Frequently Asked Questions (FAQ)
Where does the data in COSMIC come from?
There are two types of data in COSMIC: expert manual curation data and systematic screen data. It is useful to understand the differences of these data types and use them appropriately.
Expert curation data
- Manually input from peer reviewed publications by COSMIC expert curators
- Consists of comprehensive literature curation of selected Cancer Gene Census genes, introduced at a given release then updated at subsequent releases
- Includes additional data points relevant to each disease and publication
- Provides accurate frequency data as mutation negative samples are specified
- Also called non-systematic or targeted screen data
Genome-wide screen data
- Uploaded from publications reporting large scale genome screening data or imported from other databases such as TCGA and ICGC
- Provides unbiased molecular profiling of diseases while covering the whole genome
- Provides objective frequency data by interpreting non-mutant genes across each genome
- Facilitates finding novel driver genes in cancer
Can I download the full COSMIC dataset?
Yes. Files containing all data for each variant type (simple mutations, gene fusions, non-coding, structural,
copy number, expression and methylation variants) are available for download and these are updated for each COSMIC release.

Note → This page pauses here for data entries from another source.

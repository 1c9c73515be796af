//! Terminal output and reporting for Rustform.

use colored::Colorize;

use crate::plan::{Action, Plan};

/// Print a section banner.
pub fn banner(name: &str) {
    let header = format!("RUSTFORM [{}]", name);
    let stars = "*".repeat(80_usize.saturating_sub(header.len()));
    println!("\n{} {}", header.bright_white().bold(), stars.bright_black());
}

/// Print a planned create.
pub fn planned_create(addr: &str) {
    println!("  {} {}", "+".green().bold(), addr.bright_white());
}

/// Print a planned no-op.
pub fn planned_noop(addr: &str) {
    println!("  {} {}", "~".bright_black(), addr.bright_black());
}

/// Print a created resource.
pub fn created(addr: &str, id: &str) {
    println!(
        "{}: [{}] => {}",
        "created".yellow(),
        addr.bright_white().bold(),
        id
    );
}

/// Print an unchanged resource.
pub fn unchanged(addr: &str) {
    println!("{}: [{}]", "ok".green(), addr.bright_white().bold());
}

/// Print an output value.
pub fn output(name: &str, value: &str) {
    println!("{} = {}", name.bright_white().bold(), value.green());
}

/// Print a warning.
pub fn warning(msg: &str) {
    eprintln!("{}: {}", "warning".yellow().bold(), msg);
}

/// Print an error.
pub fn error(msg: &str) {
    eprintln!("{}: {}", "error".red().bold(), msg);
}

/// Print a whole plan with its summary line.
pub fn plan(plan: &Plan) {
    for action in &plan.actions {
        match action {
            Action::Create { addr } => planned_create(&addr.to_string()),
            Action::Noop { addr } => planned_noop(&addr.to_string()),
        }
    }
    println!();
    summary(plan.to_add(), plan.unchanged());
}

/// Print the plan/apply recap line.
pub fn summary(added: usize, unchanged_count: usize) {
    println!(
        "{}: {}={} {}={}",
        "Plan".bright_white().bold(),
        "add".green(),
        added,
        "unchanged".bright_black(),
        unchanged_count,
    );
}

Instructions on how to download, and details of all the files available can be found on the
CosmicMutantExport.tsv.gz contains all the samples analysed for every gene in COSMIC found with mutations.
For targeted gene screens there is also a file CosmicCompleteTargetedScreensMutantExport.tsv.gz containing both positive
and negative data.
Note that you will need to register and login before you can download data.
Where can I download all the mutations from COSMIC?
The file can be found on the download page. It is called CosmicMutantExport.tsv.gz. This file contains all the samples analysed for every gene in COSMIC found with/without mutations.
How can I find the latest COSMIC release version?
The COSMIC home page shows the version number and release date for the current, most recent COSMIC release. You can find more information about the release in the news and release notes sections, which can be found under the News menu on every page.
Which version of the human reference sequence does COSMIC use?
The default version is GRCh38/hg38 but this can be changed to GRCh37/hg19 from the 'Genome Version' menu on the main navigation bar at the top of each page. The version currently selected in the menu will be ticked. When GRCh37 is selected an icon is diplayed in the page header which indicates that the 'GRCh37 Archive' is being used.
How are samples counted in COSMIC?
Each sample has its own name and ID. Multiple instances of the same sample name can exist as separate entries, indicating that it was unclear during curation that these samples were identical, apart from their name. To account for the duplication of probably identical samples during curation, we attempt to combine samples that have identical names and disease descriptions. Please see the help documentation for more details.
What does 'NS' mean in tissue/histology classifications?
NS means 'not specified'.
Can I download data from older versions of COSMIC?
Yes. We make data files available to download for the
current release and for at least the three previous releases only, i.e.
data files released more than one year ago will not be available. Files for the current release are
available from the Download page but previous versions can be downloaded
programatically or using a command line interface.
For instructions please see the 'Useful Links' section at the top right of the Download page or follow the following links -
Downloading using command line tools
Available download files
I am preparing a manuscript for publication and I am including some COSMIC data. How should I cite COSMIC?
We are very happy for you to use the data, and any tabulations or graphic screenshots which support your work. Please cite the website address (cancer.sanger.ac.uk) and the paper COSMIC: the Catalogue of Somatic Mutations in Cancer Thank you.
How often is COSMIC updated?
What is the difference between cell line data in COSMIC and the Cell Line Project?
The Cell Line Project is an in-depth analysis of over a thousand commonly used cancer cell lines, as defined here. However, many more cell lines have been examined in the literature for somatic mutations, and they are all recorded in the standard COSMIC database.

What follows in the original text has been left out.